100 mg for 8 weeks, 1 weeks blood work, 1 more week to see the doc "oh, it's still low" which was about +5 lbs for me.

112 mg for 8 weeks, 1 weeks blood work, 1 more week to see the doc "oh, it's still low" which was about +5 lbs for me.

125 mg for 8 weeks, 1 weeks blood work, 1 more week to see the doc "oh, it's still low" which was about +5 lbs for me.

You do the MATH...over 1 year and 30 lbs...so now when it finally seemed to be working, when BAM the nodules grew.

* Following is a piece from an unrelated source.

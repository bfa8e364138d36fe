//! Retry policy for provider requests

mod backoff;

pub use backoff::{parse_retry_after, with_retry, IsRetryable, RetryConfig};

The Doctor asked me if I am having any of the symptoms below:

Symptoms of Hypothyroidism

  • Fatigue
  • Weakness
  • Weight gain or increased difficulty losing weight
  • Coarse, dry hair
  • Dry, rough pale skin
  • Hair loss
  • Cold intolerance (you can't tolerate cold temperatures like those around you)
  • Muscle cramps and frequent muscle aches
  • Constipation
  • Depression
  • Irritability
  • Memory loss
  • Abnormal menstrual cycles
  • Decreased libido


Now as you may know I have been unemployed since January so, yes, I am irritable, depressed, I'm pale since being depressed prevents me from leaving the house, I eat all day and watch TV in bed, so yeah I've gained weight....

So yeah, I'm FAT and SAD, but I am not sure if it's because I cant get a job or because my thyroid is a pice of crap that does not work!

Now get this....they want to biopsy and remove the nodules, so if I ever DO get an interview I get to go with a big purple angry ribbon scar across my neck (I scar keloid)

I can imagine the HR person right now, hmmm candidate number one or the lady that looks like her throat got slit?